Last month the Architectural Association launched its exhibition AA XX 100, marking the centenary of women's admission to the AA school. The exhibition opened in tandem with a conference, a series of events, and a book celebrating and documenting the careers of the AA's female alumni, including Farshid Moussavi who we met in Issue #8. Kate Schneider reviews the exhibition, open in Bedford Square until 9th December. 

‘The woman architect is an experiment, the working-out of which lies in the future, and time alone can show us the result,’ wrote Winifred Ryle in the Architectural Association Journal of 1918. In 1917, with the mounting pressures of the suffragette movement, a raging war, and the financial strain of moving to the new premises on Bedford Square, the AA voted to admit women to the school for the first time.
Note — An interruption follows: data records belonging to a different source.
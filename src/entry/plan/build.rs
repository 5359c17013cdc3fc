use std::path::PathBuf;

use clap::ArgMatches;

use crate::agent::AgentSettings;
use crate::args::{Command, HarnessArgs};
use crate::error::{AppError, AppResult, ValidationError};
use crate::harness::HarnessConfig;
use crate::scenario::{ScenarioPlan, ScenarioSettings};
use crate::transport::Endpoint;

use super::types::{ProbeSettings, RunPlan, RunSettings};

pub(crate) fn build_plan(mut args: HarnessArgs, matches: &ArgMatches) -> AppResult<RunPlan> {
    apply_config(&mut args, matches)?;

    let token = resolve_token(&args)?;
    let host = args.host.trim();
    if host.is_empty() {
        return Err(AppError::validation(ValidationError::EmptyHost));
    }
    let endpoint = Endpoint::new(host, args.port);
    let use_tls = !args.no_tls;

    if let Some(Command::Probe(probe)) = args.command.take() {
        return Ok(RunPlan::Probe(ProbeSettings {
            endpoint,
            use_tls,
            token,
            batches: probe.batches.get(),
            batch_size: probe.batch_size.get(),
            interval: probe.interval,
            auth_attempts: args.auth_attempts.get(),
            confirm_attempts: args.confirm_attempts.get(),
            max_frame_bytes: args.max_frame_bytes.get(),
        }));
    }

    let plan = ScenarioPlan::preset(args.scenario, &scenario_settings(&args));
    let harness = HarnessConfig {
        agents: args.agents.get(),
        events_per_batch: args.event_batch.get(),
        latency_samples: args.latency_samples.get(),
        agent: agent_settings(&args, token),
        ready_timeout: (!args.ready_timeout.is_zero()).then_some(args.ready_timeout),
        drain_grace: args.drain_grace,
    };
    Ok(RunPlan::Scenario(RunSettings {
        endpoint,
        use_tls,
        scenario: args.scenario,
        plan,
        harness,
        save_to: args.save_to.map(PathBuf::from),
    }))
}

fn apply_config(args: &mut HarnessArgs, matches: &ArgMatches) -> AppResult<()> {
    if let Some(config) = crate::config::load_config(args.config.as_deref())? {
        crate::config::apply_config(args, matches, &config)?;
    }
    Ok(())
}

fn resolve_token(args: &HarnessArgs) -> AppResult<String> {
    args.token
        .as_deref()
        .map(str::trim)
        .filter(|token| !token.is_empty())
        .map(str::to_owned)
        .ok_or_else(|| AppError::validation(ValidationError::MissingToken))
}

fn scenario_settings(args: &HarnessArgs) -> ScenarioSettings {
    ScenarioSettings {
        target_eps: args.target_eps,
        warmup: args.warmup,
        warmup_fraction: args.warmup_fraction,
        step_window: args.step_window,
        step_increase: args.step_increase,
        max_steps: args.max_steps.get(),
        slo_p95: args.slo_p95.as_secs_f64(),
        slo_error_rate: args.slo_error_rate,
        min_throughput_ratio: args.min_throughput_ratio,
        breach_mode: args.breach_mode,
        spikes: args.spikes.get(),
        spike_multiplier: args.spike_multiplier,
        spike_hold: args.spike_hold,
        spike_recover_fraction: args.spike_recover_fraction,
        spike_recover_hold: args.spike_recover_hold,
        settle_hold: args.settle_hold,
        soak_fraction: args.soak_fraction,
        soak_duration: args.soak_duration,
        soak_log_interval: args.soak_log_interval,
        soak_low_rate_ratio: args.soak_low_rate_ratio,
        settle_delay: args.settle_delay,
    }
}

fn agent_settings(args: &HarnessArgs, token: String) -> AgentSettings {
    let mut settings = AgentSettings::new(token);
    settings.auth_read_attempts = args.auth_attempts.get();
    settings.confirm_read_attempts = args.confirm_attempts.get();
    settings.start_stagger = args.start_stagger;
    settings.max_frame_bytes = Some(args.max_frame_bytes.get());
    settings
}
Ryle was one of four women in the new intake of 1917/18, a milestone commemorated by a drawing of four silhouetted busts of the ‘future heads of the profession’. In her article, she deflected male critics who claimed women would only ‘put in plenty of cupboards’ and struggle with the scaffolding. They severely underestimated the capabilities of the ‘modern girl’. One hundred years later, and the AA XX 100 celebrates a rich lineage of women students and alumni that includes Zaha Hadid and Amanda Levete alongside many others. The exhibition traces back through the archives, weaving together themes of identity, memory and collaboration, to tell a social history of change.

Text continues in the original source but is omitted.